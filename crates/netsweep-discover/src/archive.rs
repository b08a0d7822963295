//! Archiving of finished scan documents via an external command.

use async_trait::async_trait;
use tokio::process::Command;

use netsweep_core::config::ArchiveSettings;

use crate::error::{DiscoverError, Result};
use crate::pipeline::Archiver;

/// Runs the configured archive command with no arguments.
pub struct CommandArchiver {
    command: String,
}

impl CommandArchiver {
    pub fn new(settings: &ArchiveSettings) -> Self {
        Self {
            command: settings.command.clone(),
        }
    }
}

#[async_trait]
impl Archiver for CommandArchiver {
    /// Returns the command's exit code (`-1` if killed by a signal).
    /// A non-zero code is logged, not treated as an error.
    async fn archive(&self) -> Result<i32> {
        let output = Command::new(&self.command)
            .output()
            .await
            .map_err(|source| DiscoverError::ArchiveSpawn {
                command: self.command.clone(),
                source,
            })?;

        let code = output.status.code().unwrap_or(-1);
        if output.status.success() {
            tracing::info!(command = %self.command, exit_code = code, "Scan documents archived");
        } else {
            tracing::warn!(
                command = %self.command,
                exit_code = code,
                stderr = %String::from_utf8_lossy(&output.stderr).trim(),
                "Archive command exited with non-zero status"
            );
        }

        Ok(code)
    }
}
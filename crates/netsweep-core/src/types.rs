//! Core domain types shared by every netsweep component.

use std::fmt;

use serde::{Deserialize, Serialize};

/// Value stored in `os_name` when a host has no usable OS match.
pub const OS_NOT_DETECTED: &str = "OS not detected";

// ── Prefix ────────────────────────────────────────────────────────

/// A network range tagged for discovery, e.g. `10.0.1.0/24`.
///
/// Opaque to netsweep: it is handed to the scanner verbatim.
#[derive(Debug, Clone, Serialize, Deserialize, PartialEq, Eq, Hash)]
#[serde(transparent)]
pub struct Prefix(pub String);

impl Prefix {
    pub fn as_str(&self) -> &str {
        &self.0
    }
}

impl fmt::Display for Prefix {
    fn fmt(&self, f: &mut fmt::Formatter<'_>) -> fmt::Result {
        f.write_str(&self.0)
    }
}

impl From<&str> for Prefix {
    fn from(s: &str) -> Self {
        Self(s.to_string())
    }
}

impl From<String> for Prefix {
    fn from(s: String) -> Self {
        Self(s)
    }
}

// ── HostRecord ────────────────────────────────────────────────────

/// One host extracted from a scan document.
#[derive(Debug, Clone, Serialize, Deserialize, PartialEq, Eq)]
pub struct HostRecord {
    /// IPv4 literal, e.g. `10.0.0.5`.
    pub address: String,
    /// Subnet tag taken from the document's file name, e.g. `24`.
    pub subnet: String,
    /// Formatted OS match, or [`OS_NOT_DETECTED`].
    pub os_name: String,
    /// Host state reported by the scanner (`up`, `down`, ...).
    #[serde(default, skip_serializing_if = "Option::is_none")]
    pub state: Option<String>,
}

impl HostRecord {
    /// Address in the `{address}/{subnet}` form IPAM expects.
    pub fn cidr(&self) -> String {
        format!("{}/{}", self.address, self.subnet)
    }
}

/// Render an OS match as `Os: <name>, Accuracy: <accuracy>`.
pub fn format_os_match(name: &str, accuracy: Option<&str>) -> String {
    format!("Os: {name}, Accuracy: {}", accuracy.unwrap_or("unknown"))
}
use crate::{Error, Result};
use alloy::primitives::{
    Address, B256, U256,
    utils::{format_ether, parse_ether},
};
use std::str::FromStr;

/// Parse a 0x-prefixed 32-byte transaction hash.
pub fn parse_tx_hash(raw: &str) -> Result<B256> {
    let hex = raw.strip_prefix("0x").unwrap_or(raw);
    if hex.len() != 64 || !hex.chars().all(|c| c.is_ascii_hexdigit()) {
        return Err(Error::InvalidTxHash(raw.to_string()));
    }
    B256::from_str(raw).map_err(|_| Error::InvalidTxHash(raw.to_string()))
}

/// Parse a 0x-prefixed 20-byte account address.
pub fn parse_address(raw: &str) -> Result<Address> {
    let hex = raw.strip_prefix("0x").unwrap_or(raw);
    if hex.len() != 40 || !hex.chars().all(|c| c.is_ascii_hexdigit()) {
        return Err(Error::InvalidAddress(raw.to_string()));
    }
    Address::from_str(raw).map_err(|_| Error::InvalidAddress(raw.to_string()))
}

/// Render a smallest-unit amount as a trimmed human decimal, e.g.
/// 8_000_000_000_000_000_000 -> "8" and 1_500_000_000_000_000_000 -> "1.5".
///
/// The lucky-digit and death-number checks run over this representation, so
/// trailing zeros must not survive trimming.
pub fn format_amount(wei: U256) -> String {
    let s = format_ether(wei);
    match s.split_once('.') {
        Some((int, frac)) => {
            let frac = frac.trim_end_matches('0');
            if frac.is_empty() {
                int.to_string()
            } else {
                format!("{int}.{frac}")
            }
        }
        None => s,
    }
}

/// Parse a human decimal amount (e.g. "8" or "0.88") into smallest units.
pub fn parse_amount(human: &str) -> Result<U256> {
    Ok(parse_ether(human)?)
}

....................

Aim of the exercise: Retype all of the entries. Keep each one exactly as written.

Expected answer:
filename crates/netsweep-discover/src/archive.rs
repository b08a0d7822963295
//! Archiving of finished scan documents via an external command.

use async_trait::async_trait;
use tokio::process::Command;

use netsweep_core::config::ArchiveSettings;

use crate::error::{DiscoverError, Result};
use crate::pipeline::Archiver;

/// Runs the configured archive command with no arguments.
pub struct CommandArchiver {
    command: String,
}

impl CommandArchiver {
    pub fn new(settings: &ArchiveSettings) -> Self {
        Self {
            command: settings.command.clone(),
        }
    }
}

#[async_trait]
impl Archiver for CommandArchiver {
    /// Returns the command's exit code (`-1` if killed by a signal).
    /// A non-zero code is logged, not treated as an error.
    async fn archive(&self) -> Result<i32> {
        let output = Command::new(&self.command)
            .output()
            .await
            .map_err(|source| DiscoverError::ArchiveSpawn {
                command: self.command.clone(),
                source,
            })?;

        let code = output.status.code().unwrap_or(-1);
        if output.status.success() {
            tracing::info!(command = %self.command, exit_code = code, "Scan documents archived");
        } else {
            tracing::warn!(
                command = %self.command,
                exit_code = code,
                stderr = %String::from_utf8_lossy(&output.stderr).trim(),
                "Archive command exited with non-zero status"
            );
        }

        Ok(code)
    }
}
filename crates/netsweep-core/src/types.rs
//! Core domain types shared by every netsweep component.

use std::fmt;

use serde::{Deserialize, Serialize};

/// Value stored in `os_name` when a host has no usable OS match.
pub const OS_NOT_DETECTED: &str = "OS not detected";

// ── Prefix ────────────────────────────────────────────────────────

/// A network range tagged for discovery, e.g. `10.0.1.0/24`.
///
/// Opaque to netsweep: it is handed to the scanner verbatim.
#[derive(Debug, Clone, Serialize, Deserialize, PartialEq, Eq, Hash)]
#[serde(transparent)]
pub struct Prefix(pub String);

impl Prefix {
    pub fn as_str(&self) -> &str {
        &self.0
    }
}

impl fmt::Display for Prefix {
    fn fmt(&self, f: &mut fmt::Formatter<'_>) -> fmt::Result {
        f.write_str(&self.0)
    }
}

impl From<&str> for Prefix {
    fn from(s: &str) -> Self {
        Self(s.to_string())
    }
}

impl From<String> for Prefix {
    fn from(s: String) -> Self {
        Self(s)
    }
}

// ── HostRecord ────────────────────────────────────────────────────

/// One host extracted from a scan document.
#[derive(Debug, Clone, Serialize, Deserialize, PartialEq, Eq)]
pub struct HostRecord {
    /// IPv4 literal, e.g. `10.0.0.5`.
    pub address: String,
    /// Subnet tag taken from the document's file name, e.g. `24`.
    pub subnet: String,
    /// Formatted OS match, or [`OS_NOT_DETECTED`].
    pub os_name: String,
    /// Host state reported by the scanner (`up`, `down`, ...).
    #[serde(default, skip_serializing_if = "Option::is_none")]
    pub state: Option<String>,
}

impl HostRecord {
    /// Address in the `{address}/{subnet}` form IPAM expects.
    pub fn cidr(&self) -> String {
        format!("{}/{}", self.address, self.subnet)
    }
}

/// Render an OS match as `Os: <name>, Accuracy: <accuracy>`.
pub fn format_os_match(name: &str, accuracy: Option<&str>) -> String {
    format!("Os: {name}, Accuracy: {}", accuracy.unwrap_or("unknown"))
}
use crate::{Error, Result};
use alloy::primitives::{
    Address, B256, U256,
    utils::{format_ether, parse_ether},
};
use std::str::FromStr;

/// Parse a 0x-prefixed 32-byte transaction hash.
pub fn parse_tx_hash(raw: &str) -> Result<B256> {
    let hex = raw.strip_prefix("0x").unwrap_or(raw);
    if hex.len() != 64 || !hex.chars().all(|c| c.is_ascii_hexdigit()) {
        return Err(Error::InvalidTxHash(raw.to_string()));
    }
    B256::from_str(raw).map_err(|_| Error::InvalidTxHash(raw.to_string()))
}

/// Parse a 0x-prefixed 20-byte account address.
pub fn parse_address(raw: &str) -> Result<Address> {
    let hex = raw.strip_prefix("0x").unwrap_or(raw);
    if hex.len() != 40 || !hex.chars().all(|c| c.is_ascii_hexdigit()) {
        return Err(Error::InvalidAddress(raw.to_string()));
    }
    Address::from_str(raw).map_err(|_| Error::InvalidAddress(raw.to_string()))
}

/// Render a smallest-unit amount as a trimmed human decimal, e.g.
/// 8_000_000_000_000_000_000 -> "8" and 1_500_000_000_000_000_000 -> "1.5".
///
/// The lucky-digit and death-number checks run over this representation, so
/// trailing zeros must not survive trimming.
pub fn format_amount(wei: U256) -> String {
    let s = format_ether(wei);
    match s.split_once('.') {
        Some((int, frac)) => {
            let frac = frac.trim_end_matches('0');
            if frac.is_empty() {
                int.to_string()
            } else {
                format!("{int}.{frac}")
            }
        }
        None => s,
    }
}

/// Parse a human decimal amount (e.g. "8" or "0.88") into smallest units.
pub fn parse_amount(human: &str) -> Result<U256> {
    Ok(parse_ether(human)?)
}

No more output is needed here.